Spotted just now in an online customer review for a handheld vacuum:
We have a 2 year old daughter who loves to throw food and her five cousins who ride in the car.
… those poor cousins, being thrown around the inside of a car by a freakishly strong two-year-old!
I hope the grownups at least keep the windows rolled up, so the other kids don’t get chucked right out onto the highway when the throwing-around starts up.
FScott // Jul 14, 2007 at 9:47 am
Perhaps not a misplaced modifier but the use of a conjunction instead of a preposition. Upon, toward, around, at, and through would all work well.
Ocelopotamus // Jul 14, 2007 at 11:59 am
Yes, that’s possible as well, if what she meant to say is that the food was thrown at or on the cousins.

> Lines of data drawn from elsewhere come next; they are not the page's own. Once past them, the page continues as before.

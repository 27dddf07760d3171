//! Accelerometer signal pipeline.
//!
//! Raw 3-axis samples go through a per-axis low-pass gravity estimate; the
//! residual (linear acceleration) is expressed in g. The |z| component feeds a
//! fixed-size sliding window whose RMS is maintained incrementally, giving an
//! O(1) roughness value per sample.

use std::collections::VecDeque;

use crate::settings::VibrationConfig;

/// Standard gravity in m/s².
pub const STANDARD_GRAVITY: f64 = 9.80665;

/// Raw accelerometer reading in device units (m/s²).
#[derive(Debug, Clone, Copy, PartialEq)]
pub struct RawAcceleration {
    pub x: f64,
    pub y: f64,
    pub z: f64,
}

impl RawAcceleration {
    pub fn new(x: f64, y: f64, z: f64) -> Self {
        Self { x, y, z }
    }

    fn as_array(&self) -> [f64; 3] {
        [self.x, self.y, self.z]
    }
}

/// Result of processing one raw sample.
#[derive(Debug, Clone, Copy, PartialEq)]
pub struct VibrationReading {
    /// Gravity-removed acceleration [x, y, z] in g.
    pub linear_g: [f64; 3],
    /// Instantaneous 3-axis magnitude in g.
    pub magnitude_g: f64,
    /// Smoothed RMS of |z| over the window, in g.
    pub roughness_g: f64,
}

pub struct VibrationSignalProcessor {
    config: VibrationConfig,
    available: bool,
    gravity: Option<[f64; 3]>,
    last_linear: [f64; 3],
    window: VecDeque<f64>,
    sum_of_squares: f64,
    current_roughness: f64,
    history: VecDeque<f64>,
}

impl VibrationSignalProcessor {
    pub fn new(config: VibrationConfig) -> Self {
        let window = VecDeque::with_capacity(config.window_size);
        let history = VecDeque::with_capacity(config.history_capacity);
        Self {
            config,
            available: true,
            gravity: None,
            last_linear: [0.0; 3],
            window,
            sum_of_squares: 0.0,
            current_roughness: 0.0,
            history,
        }
    }

    /// Processor for a device without an accelerometer. It accepts samples
    /// but every derived metric stays at zero.
    pub fn unavailable(config: VibrationConfig) -> Self {
        let mut processor = Self::new(config);
        processor.available = false;
        processor
    }

    pub fn is_available(&self) -> bool {
        self.available
    }

    /// Flags the motion source as gone and zeroes all derived state.
    pub fn mark_unavailable(&mut self) {
        self.reset();
        self.available = false;
    }

    pub fn mark_available(&mut self) {
        self.available = true;
    }

    pub fn process(&mut self, raw: RawAcceleration) -> VibrationReading {
        if !self.available {
            return VibrationReading {
                linear_g: [0.0; 3],
                magnitude_g: 0.0,
                roughness_g: 0.0,
            };
        }

        let sample = raw.as_array();
        let alpha = self.config.smoothing_factor;
        let gravity = match self.gravity {
            Some(previous) => [
                alpha * sample[0] + (1.0 - alpha) * previous[0],
                alpha * sample[1] + (1.0 - alpha) * previous[1],
                alpha * sample[2] + (1.0 - alpha) * previous[2],
            ],
            None => sample,
        };
        self.gravity = Some(gravity);

        let linear_g = [
            (sample[0] - gravity[0]) / STANDARD_GRAVITY,
            (sample[1] - gravity[1]) / STANDARD_GRAVITY,
            (sample[2] - gravity[2]) / STANDARD_GRAVITY,
        ];
        self.last_linear = linear_g;

        let roughness_g = self.push_window(linear_g[2].abs());
        self.current_roughness = roughness_g;
        self.push_history(roughness_g);

        VibrationReading {
            linear_g,
            magnitude_g: magnitude(linear_g),
            roughness_g,
        }
    }

    fn push_window(&mut self, value: f64) -> f64 {
        let capacity = self.config.window_size.max(1);
        if self.window.len() == capacity {
            if let Some(leaving) = self.window.pop_front() {
                self.sum_of_squares -= leaving * leaving;
            }
        }
        self.window.push_back(value);
        self.sum_of_squares += value * value;
        // float drift
        if self.sum_of_squares < 0.0 {
            self.sum_of_squares = 0.0;
        }
        (self.sum_of_squares / self.window.len() as f64).sqrt()
    }

    fn push_history(&mut self, value: f64) {
        let capacity = self.config.history_capacity.max(1);
        while self.history.len() >= capacity {
            self.history.pop_front();
        }
        self.history.push_back(value);
    }

    pub fn current_roughness(&self) -> f64 {
        if self.available {
            self.current_roughness
        } else {
            0.0
        }
    }

    /// Most recent gravity-removed acceleration in g.
    pub fn last_linear(&self) -> [f64; 3] {
        self.last_linear
    }

    /// Rolling roughness history, oldest first.
    pub fn history(&self) -> Vec<f64> {
        self.history.iter().copied().collect()
    }

    pub fn reset(&mut self) {
        self.gravity = None;
        self.last_linear = [0.0; 3];
        self.window.clear();
        self.sum_of_squares = 0.0;
        self.current_roughness = 0.0;
        self.history.clear();
    }
}

impl Default for VibrationSignalProcessor {
    fn default() -> Self {
        Self::new(VibrationConfig::default())
    }
}

pub fn magnitude(v: [f64; 3]) -> f64 {
    (v[0] * v[0] + v[1] * v[1] + v[2] * v[2]).sqrt()
}
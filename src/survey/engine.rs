use std::sync::{Arc, Mutex, MutexGuard};

use anyhow::{Context, Result};
use chrono::Utc;
use serde::Serialize;
use tokio::{runtime::Handle, sync::watch};
use tokio_util::sync::CancellationToken;
use uuid::Uuid;

use crate::indices::{
    average_pci, ConditionIndex, PciCalculator, PciDistressItem, SdiCalculator, SdiWeights,
};
use crate::models::{
    DistressAssessment, RoadSegment, SegmentMetadata, SessionStatus, SurveySession,
    TelemetrySample,
};
use crate::scoring::{ConfidenceInputs, ConfidenceReport, ConfidenceScorer};
use crate::settings::EngineConfig;
use crate::utils::truncated_mean;
use crate::store::SurveyStore;
use crate::vibration::{
    RawAcceleration, RoadCondition, RoughnessAnalyzer, VibrationReading, VibrationSignalProcessor,
};

use super::geo::{distance_step, DistanceStep, LocationFix};
use super::state::{
    SegmentDraft, SegmentScore, SegmentState, SessionPhase, SurveyState, Transition,
};
use super::telemetry::{TelemetryBuffer, StoreFlusher};

// Set to true to enable verbose logging in this module
const ENABLE_LOGS: bool = true;

use crate::{log_debug, log_error, log_info, log_warn};

/// Latest observable values, readable without blocking.
#[derive(Debug, Clone, Copy, Serialize, PartialEq)]
#[serde(rename_all = "camelCase")]
pub struct SurveySnapshot {
    pub phase: SessionPhase,
    pub distance_m: f64,
    pub roughness_g: f64,
    pub confidence: u8,
    pub segment_active: bool,
}

impl Default for SurveySnapshot {
    fn default() -> Self {
        Self {
            phase: SessionPhase::NotStarted,
            distance_m: 0.0,
            roughness_g: 0.0,
            confidence: 0,
            segment_active: false,
        }
    }
}

#[derive(Debug, Clone, Copy, PartialEq)]
pub struct LocationUpdate {
    pub distance_m: f64,
    pub step: DistanceStep,
}
//! Durable store collaborator consumed by the survey engine.

pub mod memory;

use anyhow::Result;
use async_trait::async_trait;

use crate::models::{RoadSegment, SurveySession, TelemetrySample};
use crate::vibration::RoadCondition;

pub use memory::MemoryStore;

/// Every call may fail; the engine decides whether a failure is retried,
/// re-queued or reported.
#[async_trait]
pub trait SurveyStore: Send + Sync {
    async fn create_session(&self, session: &SurveySession) -> Result<()>;

    async fn update_session(&self, session: &SurveySession) -> Result<()>;

    async fn get_session(&self, session_id: &str) -> Result<Option<SurveySession>>;

    /// Removes a session together with its telemetry and segments.
    async fn delete_session(&self, session_id: &str) -> Result<()>;

    /// Inserts samples in order, all or nothing.
    async fn insert_telemetry_batch(&self, samples: &[TelemetrySample]) -> Result<()>;

    async fn get_telemetry_for_session(&self, session_id: &str) -> Result<Vec<TelemetrySample>>;

    async fn insert_segment(&self, segment: &RoadSegment) -> Result<()>;

    /// Segments ordered by start distance.
    async fn get_segments_for_session(&self, session_id: &str) -> Result<Vec<RoadSegment>>;

    /// The only mutation allowed on a persisted segment.
    async fn update_segment_condition(
        &self,
        segment_id: &str,
        manual_condition: Option<RoadCondition>,
    ) -> Result<()>;
}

But the last part of the sentence feels tacked on — I think the writer was just too lazy to start a new sentence, and what she really wanted to say was:
“We have a two-year-old daughter who loves to throw food. Her five cousins ride in the car, too, and sometimes they create messes as well.”
Or, alternatively:
“We have a two-year-old daughter and her five cousins who ride in the car. And our daughter is a food-throwing little beast.”
In any case, the sentence — like the car — is a little bit overloaded.
Aaron // Jul 15, 2007 at 10:02 pm
She has brute strength…like a spider, which can lift several times its own body weight…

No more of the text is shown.